Exercise details
Wherever the word "impl" appears in a line of the records, copy that line.

START Input for this task

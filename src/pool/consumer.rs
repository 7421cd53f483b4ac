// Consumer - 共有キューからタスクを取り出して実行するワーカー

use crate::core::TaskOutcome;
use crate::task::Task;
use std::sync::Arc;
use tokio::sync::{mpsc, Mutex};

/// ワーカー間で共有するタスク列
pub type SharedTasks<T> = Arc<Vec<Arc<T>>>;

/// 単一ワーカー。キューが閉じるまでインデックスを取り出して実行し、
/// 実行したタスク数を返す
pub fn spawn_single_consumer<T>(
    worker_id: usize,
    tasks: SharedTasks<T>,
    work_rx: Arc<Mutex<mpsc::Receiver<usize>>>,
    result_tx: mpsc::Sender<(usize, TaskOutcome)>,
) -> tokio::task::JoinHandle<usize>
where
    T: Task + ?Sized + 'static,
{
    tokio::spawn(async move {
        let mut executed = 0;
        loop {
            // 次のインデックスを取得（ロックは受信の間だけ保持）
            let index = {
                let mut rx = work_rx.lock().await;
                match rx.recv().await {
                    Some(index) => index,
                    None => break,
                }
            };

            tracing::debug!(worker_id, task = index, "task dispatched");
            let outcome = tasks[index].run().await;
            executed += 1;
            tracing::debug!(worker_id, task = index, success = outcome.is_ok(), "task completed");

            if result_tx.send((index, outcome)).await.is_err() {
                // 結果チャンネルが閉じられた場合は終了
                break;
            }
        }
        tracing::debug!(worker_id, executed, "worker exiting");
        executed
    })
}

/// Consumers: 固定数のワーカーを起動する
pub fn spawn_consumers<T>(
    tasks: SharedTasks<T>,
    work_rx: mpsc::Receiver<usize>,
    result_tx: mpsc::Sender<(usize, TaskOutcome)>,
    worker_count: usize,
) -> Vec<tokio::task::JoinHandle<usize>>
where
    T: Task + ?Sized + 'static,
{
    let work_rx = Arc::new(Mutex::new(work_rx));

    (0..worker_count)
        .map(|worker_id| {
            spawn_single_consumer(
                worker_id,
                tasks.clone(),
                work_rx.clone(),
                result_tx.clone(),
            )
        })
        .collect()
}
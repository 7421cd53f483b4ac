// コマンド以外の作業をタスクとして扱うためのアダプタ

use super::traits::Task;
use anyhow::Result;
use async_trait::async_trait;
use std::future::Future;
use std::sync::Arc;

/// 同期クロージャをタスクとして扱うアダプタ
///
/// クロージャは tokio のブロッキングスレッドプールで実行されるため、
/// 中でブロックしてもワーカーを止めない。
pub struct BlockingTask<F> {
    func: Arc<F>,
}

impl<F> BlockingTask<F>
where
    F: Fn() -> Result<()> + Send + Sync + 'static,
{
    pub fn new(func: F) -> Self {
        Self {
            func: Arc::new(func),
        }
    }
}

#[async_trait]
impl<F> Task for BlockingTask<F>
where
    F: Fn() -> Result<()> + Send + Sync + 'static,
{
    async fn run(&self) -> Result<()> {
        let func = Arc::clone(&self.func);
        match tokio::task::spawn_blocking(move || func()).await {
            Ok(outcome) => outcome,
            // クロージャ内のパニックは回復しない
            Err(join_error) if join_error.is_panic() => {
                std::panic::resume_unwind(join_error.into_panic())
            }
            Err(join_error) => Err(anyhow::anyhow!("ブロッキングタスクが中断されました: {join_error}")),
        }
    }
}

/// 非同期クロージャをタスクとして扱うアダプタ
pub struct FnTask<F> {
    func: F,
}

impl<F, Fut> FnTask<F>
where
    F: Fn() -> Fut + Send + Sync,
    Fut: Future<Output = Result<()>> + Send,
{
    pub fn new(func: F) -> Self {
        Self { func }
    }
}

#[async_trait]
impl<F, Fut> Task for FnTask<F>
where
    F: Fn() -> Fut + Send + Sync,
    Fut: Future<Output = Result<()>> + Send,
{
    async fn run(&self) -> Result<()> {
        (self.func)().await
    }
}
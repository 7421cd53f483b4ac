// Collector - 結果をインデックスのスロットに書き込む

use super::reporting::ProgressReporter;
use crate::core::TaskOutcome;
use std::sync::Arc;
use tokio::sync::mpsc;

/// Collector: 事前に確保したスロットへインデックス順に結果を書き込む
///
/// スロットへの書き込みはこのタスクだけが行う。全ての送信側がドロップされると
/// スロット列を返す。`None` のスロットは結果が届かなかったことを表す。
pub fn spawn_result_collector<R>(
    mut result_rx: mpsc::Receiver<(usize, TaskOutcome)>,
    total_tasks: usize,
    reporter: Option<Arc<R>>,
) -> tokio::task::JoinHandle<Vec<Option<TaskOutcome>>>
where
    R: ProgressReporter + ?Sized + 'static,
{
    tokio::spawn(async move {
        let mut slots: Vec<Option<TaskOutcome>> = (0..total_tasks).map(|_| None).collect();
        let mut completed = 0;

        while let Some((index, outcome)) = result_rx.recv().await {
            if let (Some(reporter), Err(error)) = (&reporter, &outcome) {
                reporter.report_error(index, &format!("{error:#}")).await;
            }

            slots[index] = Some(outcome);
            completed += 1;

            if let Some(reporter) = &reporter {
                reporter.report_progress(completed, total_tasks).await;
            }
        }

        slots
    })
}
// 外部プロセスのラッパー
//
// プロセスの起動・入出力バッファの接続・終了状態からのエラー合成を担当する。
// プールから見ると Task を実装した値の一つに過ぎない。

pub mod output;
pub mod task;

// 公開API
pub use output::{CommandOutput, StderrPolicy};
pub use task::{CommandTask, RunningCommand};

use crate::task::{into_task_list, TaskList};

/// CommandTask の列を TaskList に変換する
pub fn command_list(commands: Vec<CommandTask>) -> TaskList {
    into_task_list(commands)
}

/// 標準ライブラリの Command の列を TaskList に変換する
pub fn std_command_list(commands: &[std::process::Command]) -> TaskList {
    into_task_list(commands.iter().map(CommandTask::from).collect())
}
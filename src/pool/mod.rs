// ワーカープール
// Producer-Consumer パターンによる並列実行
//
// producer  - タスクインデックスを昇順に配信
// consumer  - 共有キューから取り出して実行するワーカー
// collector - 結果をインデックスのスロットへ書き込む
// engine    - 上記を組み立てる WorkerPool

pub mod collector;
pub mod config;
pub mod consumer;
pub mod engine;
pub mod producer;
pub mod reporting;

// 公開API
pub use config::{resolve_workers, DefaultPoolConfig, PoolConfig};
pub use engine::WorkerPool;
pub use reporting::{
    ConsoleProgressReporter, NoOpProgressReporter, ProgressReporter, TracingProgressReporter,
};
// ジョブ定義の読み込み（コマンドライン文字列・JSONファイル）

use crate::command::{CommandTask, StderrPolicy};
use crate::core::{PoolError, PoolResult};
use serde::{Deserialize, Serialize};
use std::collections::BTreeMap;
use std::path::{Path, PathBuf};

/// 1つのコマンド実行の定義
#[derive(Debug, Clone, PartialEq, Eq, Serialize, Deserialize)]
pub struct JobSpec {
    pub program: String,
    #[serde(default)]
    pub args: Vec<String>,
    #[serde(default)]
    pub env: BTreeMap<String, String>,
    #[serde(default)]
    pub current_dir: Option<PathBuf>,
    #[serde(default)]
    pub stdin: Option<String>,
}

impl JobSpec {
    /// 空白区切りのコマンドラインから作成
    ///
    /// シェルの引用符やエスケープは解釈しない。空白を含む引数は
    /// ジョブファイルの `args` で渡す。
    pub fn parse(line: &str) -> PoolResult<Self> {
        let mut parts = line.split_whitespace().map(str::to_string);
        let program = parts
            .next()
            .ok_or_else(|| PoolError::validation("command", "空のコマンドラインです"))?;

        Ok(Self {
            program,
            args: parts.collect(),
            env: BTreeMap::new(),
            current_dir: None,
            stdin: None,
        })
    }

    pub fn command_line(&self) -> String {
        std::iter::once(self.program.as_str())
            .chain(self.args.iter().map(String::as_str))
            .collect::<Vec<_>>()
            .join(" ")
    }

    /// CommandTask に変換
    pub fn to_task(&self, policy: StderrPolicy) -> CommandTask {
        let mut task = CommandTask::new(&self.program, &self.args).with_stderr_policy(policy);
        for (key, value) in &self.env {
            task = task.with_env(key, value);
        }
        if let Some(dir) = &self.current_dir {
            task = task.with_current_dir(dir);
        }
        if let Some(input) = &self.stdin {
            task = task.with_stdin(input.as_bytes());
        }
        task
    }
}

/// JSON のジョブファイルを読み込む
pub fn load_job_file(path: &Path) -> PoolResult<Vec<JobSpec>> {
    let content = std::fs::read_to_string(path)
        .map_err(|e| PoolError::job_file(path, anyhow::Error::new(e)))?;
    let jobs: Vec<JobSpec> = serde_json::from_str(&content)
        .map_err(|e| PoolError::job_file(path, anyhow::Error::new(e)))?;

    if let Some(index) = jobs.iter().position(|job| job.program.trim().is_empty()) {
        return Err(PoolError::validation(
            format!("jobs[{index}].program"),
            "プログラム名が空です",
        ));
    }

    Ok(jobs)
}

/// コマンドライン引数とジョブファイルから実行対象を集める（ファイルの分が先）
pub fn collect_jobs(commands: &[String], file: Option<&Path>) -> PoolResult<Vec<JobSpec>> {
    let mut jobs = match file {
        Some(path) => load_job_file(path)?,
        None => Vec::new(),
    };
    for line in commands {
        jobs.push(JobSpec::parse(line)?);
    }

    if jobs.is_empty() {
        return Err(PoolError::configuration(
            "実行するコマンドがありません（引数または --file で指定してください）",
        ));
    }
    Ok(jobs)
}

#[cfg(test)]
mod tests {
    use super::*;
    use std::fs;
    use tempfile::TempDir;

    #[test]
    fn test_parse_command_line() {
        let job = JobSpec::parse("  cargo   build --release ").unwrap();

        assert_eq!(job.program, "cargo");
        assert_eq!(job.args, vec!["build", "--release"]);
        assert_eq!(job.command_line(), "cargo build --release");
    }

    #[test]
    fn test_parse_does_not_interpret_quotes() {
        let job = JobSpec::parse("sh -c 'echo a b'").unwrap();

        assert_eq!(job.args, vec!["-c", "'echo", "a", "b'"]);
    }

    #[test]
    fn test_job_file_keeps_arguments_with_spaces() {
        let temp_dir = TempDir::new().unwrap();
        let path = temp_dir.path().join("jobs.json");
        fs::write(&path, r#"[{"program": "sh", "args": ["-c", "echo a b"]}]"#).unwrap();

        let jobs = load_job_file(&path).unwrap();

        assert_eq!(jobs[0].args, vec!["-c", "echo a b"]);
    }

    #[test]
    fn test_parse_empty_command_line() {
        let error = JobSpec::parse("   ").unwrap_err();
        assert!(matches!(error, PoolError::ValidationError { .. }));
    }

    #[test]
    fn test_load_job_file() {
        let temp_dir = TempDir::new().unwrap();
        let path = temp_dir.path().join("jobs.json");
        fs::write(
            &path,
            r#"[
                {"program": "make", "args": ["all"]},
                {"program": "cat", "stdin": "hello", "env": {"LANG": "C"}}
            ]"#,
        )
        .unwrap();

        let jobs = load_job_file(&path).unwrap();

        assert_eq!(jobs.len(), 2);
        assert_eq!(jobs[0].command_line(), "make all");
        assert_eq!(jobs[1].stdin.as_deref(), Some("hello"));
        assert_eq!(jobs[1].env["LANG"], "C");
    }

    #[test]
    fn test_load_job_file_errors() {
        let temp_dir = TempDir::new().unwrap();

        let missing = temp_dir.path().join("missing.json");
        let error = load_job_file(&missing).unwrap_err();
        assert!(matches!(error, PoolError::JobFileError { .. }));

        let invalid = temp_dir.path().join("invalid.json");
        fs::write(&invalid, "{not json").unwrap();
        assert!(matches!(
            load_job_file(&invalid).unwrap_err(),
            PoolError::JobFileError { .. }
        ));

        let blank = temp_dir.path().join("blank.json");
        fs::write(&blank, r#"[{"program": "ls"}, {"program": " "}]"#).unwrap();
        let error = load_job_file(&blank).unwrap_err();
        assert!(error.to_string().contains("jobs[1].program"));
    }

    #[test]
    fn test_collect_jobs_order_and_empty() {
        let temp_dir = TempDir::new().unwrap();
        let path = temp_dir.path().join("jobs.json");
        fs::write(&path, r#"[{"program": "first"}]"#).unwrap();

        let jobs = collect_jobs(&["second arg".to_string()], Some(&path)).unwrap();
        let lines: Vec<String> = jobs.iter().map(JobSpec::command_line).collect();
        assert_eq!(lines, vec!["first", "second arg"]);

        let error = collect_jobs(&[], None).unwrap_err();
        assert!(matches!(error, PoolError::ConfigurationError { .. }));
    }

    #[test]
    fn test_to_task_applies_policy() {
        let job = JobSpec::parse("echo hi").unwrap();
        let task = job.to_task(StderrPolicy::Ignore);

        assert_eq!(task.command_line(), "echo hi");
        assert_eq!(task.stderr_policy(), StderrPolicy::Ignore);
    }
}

END Input for this task

Solution below
impl<F> BlockingTask<F>
impl<F> Task for BlockingTask<F>
impl<F, Fut> FnTask<F>
impl<F, Fut> Task for FnTask<F>
impl JobSpec {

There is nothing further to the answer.